Hoofdstuk 4 Overgangs- En Slotregels
Artikel 12 Overgangsrecht
12.1 Overgangsrecht bouwwerken
- a. een bouwwerk dat op het tijdstip van inwerkingtreding van het bestemmingsplan aanwezig of in uitvoering is, dan wel kan worden gebouwd krachtens een omgevingsvergunning voor het bouwen, en afwijkt van het plan, mag, mits deze afwijking naar aard en omvang niet wordt vergroot,
- 1. gedeeltelijk worden vernieuwd of veranderd;
- 2. na het teniet gaan ten gevolge van een calamiteit geheel worden vernieuwd of veranderd, mits de aanvraag van een omgevingsvergunning voor het bouwen wordt gedaan binnen twee jaar na de dag waarop het bouwwerk is teniet gegaan.

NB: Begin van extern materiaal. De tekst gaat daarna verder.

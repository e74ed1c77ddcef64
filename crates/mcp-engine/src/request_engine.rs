//! The request engine: the application-facing half of the outbound call
//! lifecycle described in spec.md §4.5 — `call`, `notify`, `batch`,
//! `cancel`/`cancel_all`, `send_progress`.
//!
//! Grounded in `turbomcp-client::client::dispatcher::MessageDispatcher`'s
//! spawn-wait-send-await pattern over a oneshot channel, generalized from a
//! client-only call site into the symmetric shape either peer uses to make
//! outbound calls.

use std::sync::Arc;
use std::time::Duration;

use mcp_protocol::codec;
use mcp_protocol::ids::RequestIdAllocator;
use mcp_protocol::RequestId;
use mcp_transport::{Transport, TransportMessage};
use mcp_session::pending::{CancelReason, Outcome, PendingRegistry, PendingSpec};
use mcp_session::{ProgressCallback, Session, SessionId};
use serde_json::Value;
use uuid::Uuid;

use crate::config::EngineConfig;
use crate::dispatcher::feature_for_method;
use crate::error::EngineError;

/// Per-call overrides to the engine's defaults.
#[derive(Default)]
pub struct CallOptions {
    pub timeout: Option<Duration>,
    pub progress: Option<ProgressOptions>,
}

/// A progress callback to attach to one outbound call, per spec.md §4.5:
/// "if a progress callback is supplied, a token is generated when absent,
/// the callback is registered before the send, and is unregistered on
/// completion".
pub struct ProgressOptions {
    pub token: Option<String>,
    pub callback: ProgressCallback,
}

/// One outbound method call plus its parameters, for [`RequestEngine::batch`].
pub struct BatchOp {
    pub method: String,
    pub params: Option<Value>,
}

/// The outbound-call half of the engine: allocates ids, registers pending
/// entries, writes frames to the transport, and resolves callers from the
/// pending registry's terminal outcomes.
pub struct RequestEngine {
    session: Arc<Session>,
    transport: Arc<dyn Transport>,
    id_allocator: RequestIdAllocator,
    config: EngineConfig,
}

impl RequestEngine {
    /// Build a fresh session wired to write `notifications/cancelled` back
    /// through `transport` whenever the pending registry times out or
    /// cancels an entry locally, plus the request engine that owns it.
    pub fn new(session_id: SessionId, transport: Arc<dyn Transport>, config: EngineConfig) -> (Arc<Session>, Self) {
        let notify_transport = Arc::clone(&transport);
        let pending = PendingRegistry::with_cancel_notifier(Arc::new(move |id, reason| {
            let transport = Arc::clone(&notify_transport);
            let frame = codec::encode_notification(
                "notifications/cancelled",
                Some(serde_json::json!({ "requestId": request_id_to_value(&id), "reason": reason.as_wire_str() })),
            );
            tokio::spawn(async move {
                let bytes = frame.to_string().into_bytes();
                if let Err(e) = transport.send(TransportMessage::new(bytes)).await {
                    tracing::warn!(error = %e, "failed to send notifications/cancelled");
                }
            });
        }));

        let session = Arc::new(Session::new(session_id, pending));
        let engine = Self {
            session: Arc::clone(&session),
            transport,
            id_allocator: RequestIdAllocator::new(),
            config,
        };
        (session, engine)
    }

    pub fn session(&self) -> &Arc<Session> {
        &self.session
    }

    /// Send `method` and block until the peer resolves it, times out, or
    /// the caller cancels it.
    pub async fn call(&self, method: impl Into<String>, params: Option<Value>, opts: CallOptions) -> Result<Value, EngineError> {
        let method = method.into();
        self.session.check_phase_allows(&method)?;
        if let Some(feature) = feature_for_method(&method) {
            self.session.check_capability(&method, feature)?;
        }

        let id = self.id_allocator.next();
        let timeout = opts.timeout.unwrap_or(self.config.default_request_timeout);

        let progress_token = opts.progress.as_ref().map(|p| {
            p.token.clone().unwrap_or_else(mcp_protocol::ids::new_progress_token)
        });
        if let Some(progress) = &opts.progress {
            let token = progress_token.clone().expect("set above");
            self.session.register_progress_callback(token, Arc::clone(&progress.callback));
        }

        let rx = self.session.pending.add(
            id.clone(),
            PendingSpec {
                method: method.clone(),
                timeout,
                batch_id: None,
                progress_token: progress_token.clone(),
            },
        );

        let encoded = codec::encode_request(method, params, id.clone());
        let send_result = self.transport.send(TransportMessage::new(encoded.to_string().into_bytes())).await;

        let result = if let Err(err) = send_result {
            // The peer never received this request; resolve it locally so the
            // armed timeout never fires a spurious `notifications/cancelled`.
            self.session
                .pending
                .resolve_error(&id, -32000, format!("transport send failed: {err}"), None);
            let _ = rx.await;
            Err(EngineError::Transport(err))
        } else {
            let outcome = rx.await.map_err(|_| EngineError::ChannelClosed)?;
            outcome_to_result(outcome)
        };

        if let Some(token) = progress_token {
            self.session.unregister_progress_callback(&token);
        }

        result
    }

    /// Encode and send a notification; no response is expected.
    pub async fn notify(&self, method: impl Into<String>, params: Option<Value>) -> Result<(), EngineError> {
        let encoded = codec::encode_notification(method, params);
        self.transport
            .send(TransportMessage::new(encoded.to_string().into_bytes()))
            .await?;
        Ok(())
    }

    /// Send every op as one JSON-RPC batch array and await every member's
    /// resolution, returning results in request order (§4.5).
    pub async fn batch(&self, ops: Vec<BatchOp>, timeout: Option<Duration>) -> Result<Vec<Result<Value, EngineError>>, EngineError> {
        if ops.is_empty() {
            return Err(EngineError::InvalidBatch("batch must contain at least one operation".into()));
        }
        if ops.iter().any(|op| op.method == "initialize") {
            return Err(EngineError::InvalidBatch("a batch may not include `initialize`".into()));
        }
        for op in &ops {
            self.session.check_phase_allows(&op.method)?;
            if let Some(feature) = feature_for_method(&op.method) {
                self.session.check_capability(&op.method, feature)?;
            }
        }

        let timeout = timeout.unwrap_or(self.config.default_request_timeout);
        let batch_id = Uuid::new_v4();

        let mut encoded_frames = Vec::with_capacity(ops.len());
        let mut receivers = Vec::with_capacity(ops.len());
        for op in ops {
            let id = self.id_allocator.next();
            let rx = self.session.pending.add(
                id.clone(),
                PendingSpec {
                    method: op.method.clone(),
                    timeout,
                    batch_id: Some(batch_id),
                    progress_token: None,
                },
            );
            encoded_frames.push(codec::encode_request(op.method, op.params, id));
            receivers.push(rx);
        }

        let payload = codec::encode_batch(encoded_frames);
        self.transport
            .send(TransportMessage::new(payload.to_string().into_bytes()))
            .await?;

        let mut results = Vec::with_capacity(receivers.len());
        for rx in receivers {
            let outcome = rx.await.map_err(|_| EngineError::ChannelClosed)?;
            results.push(outcome_to_result(outcome));
        }
        Ok(results)
    }

    /// User-initiated cancellation of a single outbound request.
    pub fn cancel(&self, id: &RequestId, reason: &str) -> bool {
        let reason = if reason == "timeout" { CancelReason::Timeout } else { CancelReason::Local };
        self.session.pending.cancel(id, reason)
    }

    pub fn cancel_all(&self) {
        self.session.pending.cancel_all(CancelReason::SessionClosing);
    }

    /// Emit a `notifications/progress` for `token`.
    pub async fn send_progress(&self, token: &str, progress: f64, total: Option<f64>) -> Result<(), EngineError> {
        let mut params = serde_json::json!({ "progressToken": token, "progress": progress });
        if let Some(total) = total {
            params["total"] = serde_json::json!(total);
        }
        self.notify("notifications/progress", Some(params)).await
    }
}

fn request_id_to_value(id: &RequestId) -> Value {
    match id {
        RequestId::String(s) => Value::String(s.clone()),
        RequestId::Number(n) => serde_json::json!(n),
    }
}

fn outcome_to_result(outcome: Outcome) -> Result<Value, EngineError> {
    match outcome {
        Outcome::Resolved(value) => Ok(value),
        Outcome::Errored { code, message, data } => Err(EngineError::Remote { code, message, data }),
        Outcome::TimedOut => Err(EngineError::Timeout),
        Outcome::Cancelled { reason } => Err(EngineError::Cancelled { reason: reason.as_wire_str().to_string() }),
    }
}

#[cfg(test)]
mod tests {
    use super::*;
    use async_trait::async_trait;
    use mcp_transport::{TransportResult, TransportState, TransportType};
    use tokio::sync::Mutex;

    #[derive(Default)]
    struct RecordingTransport {
        sent: Mutex<Vec<String>>,
    }

    #[async_trait]
    impl Transport for RecordingTransport {
        fn transport_type(&self) -> TransportType {
            TransportType::Stdio
        }
        async fn state(&self) -> TransportState {
            TransportState::Connected
        }
        async fn connect(&self) -> TransportResult<()> {
            Ok(())
        }
        async fn disconnect(&self) -> TransportResult<()> {
            Ok(())
        }
        async fn send(&self, message: TransportMessage) -> TransportResult<()> {
            self.sent.lock().await.push(String::from_utf8(message.payload.to_vec()).unwrap());
            Ok(())
        }
        async fn receive(&self) -> TransportResult<Option<TransportMessage>> {
            Ok(None)
        }
    }

    impl std::fmt::Debug for RecordingTransport {
        fn fmt(&self, f: &mut std::fmt::Formatter<'_>) -> std::fmt::Result {
            f.write_str("RecordingTransport")
        }
    }

    #[tokio::test]
    async fn call_resolves_when_registry_delivers_response() {
        let transport = Arc::new(RecordingTransport::default());
        let (session, engine) = RequestEngine::new(SessionId::new(), transport.clone(), EngineConfig::default());
        let engine = Arc::new(engine);

        let call_future = engine.call("ping", None, CallOptions::default());
        tokio::pin!(call_future);

        // Give the call a chance to register its pending entry, then resolve it
        // as if the response had just arrived over the wire.
        tokio::task::yield_now().await;
        let ids: Vec<_> = session.pending.list();
        assert_eq!(ids.len(), 1);
        session.pending.resolve(&ids[0].0, serde_json::json!({"ok": true}));

        let result = call_future.await.unwrap();
        assert_eq!(result, serde_json::json!({"ok": true}));
        assert_eq!(transport.sent.lock().await.len(), 1);
    }

    #[tokio::test]
    async fn batch_rejects_empty_and_initialize() {
        let transport = Arc::new(RecordingTransport::default());
        let (_session, engine) = RequestEngine::new(SessionId::new(), transport, EngineConfig::default());

        assert!(matches!(engine.batch(vec![], None).await, Err(EngineError::InvalidBatch(_))));
        assert!(matches!(
            engine
                .batch(vec![BatchOp { method: "initialize".into(), params: None }], None)
                .await,
            Err(EngineError::InvalidBatch(_))
        ));
    }
}
//! Server-Sent Events encoding, pure and I/O-free.
//!
//! Grounded in `turbomcp_transport_streamable::sse::{SseEvent, SseEncoder}`,
//! trimmed to the `std`-only, non-`no_std` shape this crate needs — the
//! axum route handlers convert [`SseEvent`] into `axum::response::sse::Event`
//! at the point they're written to the wire.

/// One Server-Sent Event.
#[derive(Debug, Clone, PartialEq, Eq)]
pub struct SseEvent {
    pub id: Option<String>,
    pub event: Option<String>,
    pub data: String,
}

impl SseEvent {
    /// A `message`-typed event carrying `data`, without an id (used for the
    /// synthetic endpoint-discovery event some MCP clients expect first).
    pub fn message(data: impl Into<String>) -> Self {
        Self {
            id: None,
            event: None,
            data: data.into(),
        }
    }

    pub fn with_id(mut self, id: impl Into<String>) -> Self {
        self.id = Some(id.into());
        self
    }

    pub fn with_event(mut self, event: impl Into<String>) -> Self {
        self.event = Some(event.into());
        self
    }
}

/// Encodes [`SseEvent`]s to their wire text form and builds the keepalive
/// comment ping, per SPEC_FULL.md §11 ("SseEncoder::encode_keepalive is
/// adopted verbatim").
pub struct SseEncoder;

impl SseEncoder {
    /// `id: ...\nevent: ...\ndata: ...\n\n`, splitting `data` across multiple
    /// `data:` lines if it contains embedded newlines, per the SSE spec.
    pub fn encode_string(event: &SseEvent) -> String {
        let mut out = String::new();
        if let Some(id) = &event.id {
            out.push_str("id: ");
            out.push_str(id);
            out.push('\n');
        }
        if let Some(kind) = &event.event {
            out.push_str("event: ");
            out.push_str(kind);
            out.push('\n');
        }
        for line in event.data.split('\n') {
            out.push_str("data: ");
            out.push_str(line);
            out.push('\n');
        }
        out.push('\n');
        out
    }

    /// An empty comment line, sent on the keepalive interval so
    /// intermediaries (load balancers, proxies) don't time out the
    /// long-lived GET connection while no real event is pending.
    pub fn encode_keepalive() -> String {
        ": keepalive\n\n".to_string()
    }
}

#[cfg(test)]
mod tests {
    use super::*;

    #[test]
    fn encodes_id_event_and_multiline_data() {
        let event = SseEvent::message("line1\nline2").with_id("5").with_event("message");
        let encoded = SseEncoder::encode_string(&event);
        assert_eq!(encoded, "id: 5\nevent: message\ndata: line1\ndata: line2\n\n");
    }

    #[test]
    fn keepalive_is_a_comment_line() {
        assert_eq!(SseEncoder::encode_keepalive(), ": keepalive\n\n");
    }
}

- b. Het bevoegd gezag kan eenmalig in afwijking van het bepaalde onder a een omgevingsvergunning verlenen voor het vergroten van de inhoud van een bouwwerk als bedoeld onder a met maximaal 10 %;
- c. het bepaalde onder a is niet van toepassing op bouwwerken die weliswaar bestaan op het tijdstip van inwerkingtreding van het plan, maar zijn gebouwd zonder omgevingsvergunning en in strijd met het daarvoor geldende plan, daaronder begrepen de overgangsbepaling van dat plan.
12.2 Overgangsrecht gebruik
- a. Het gebruik van grond en bouwwerken dat bestond op het tijdstip van inwerkingtreding van het bestemmingsplan en hiermee in strijd is, mag worden voortgezet;
- b. het is verboden het met het bestemmingsplan strijdige gebruik, bedoeld in het bepaalde onder a, te veranderen of te laten veranderen in een ander met dat plan strijdig gebruik, tenzij door deze verandering de afwijking naar aard en omvang wordt verkleind;
- c. indien het gebruik, bedoeld in het bepaalde onder a, na het tijdstip van inwerkingtreding van het plan voor een periode langer dan een jaar wordt onderbroken, is het verboden dit gebruik daarna te hervatten of te laten hervatten;
- d. het bepaalde onder a is niet van toepassing op het gebruik dat reeds in strijd was met het voorheen geldende bestemmingsplan, daaronder begrepen de overgangsbepalingen van dat plan.
Artikel 13 Slotregel
Deze regels worden aangehaald als: Regels van het bestemmingsplan "Schutterij Heide".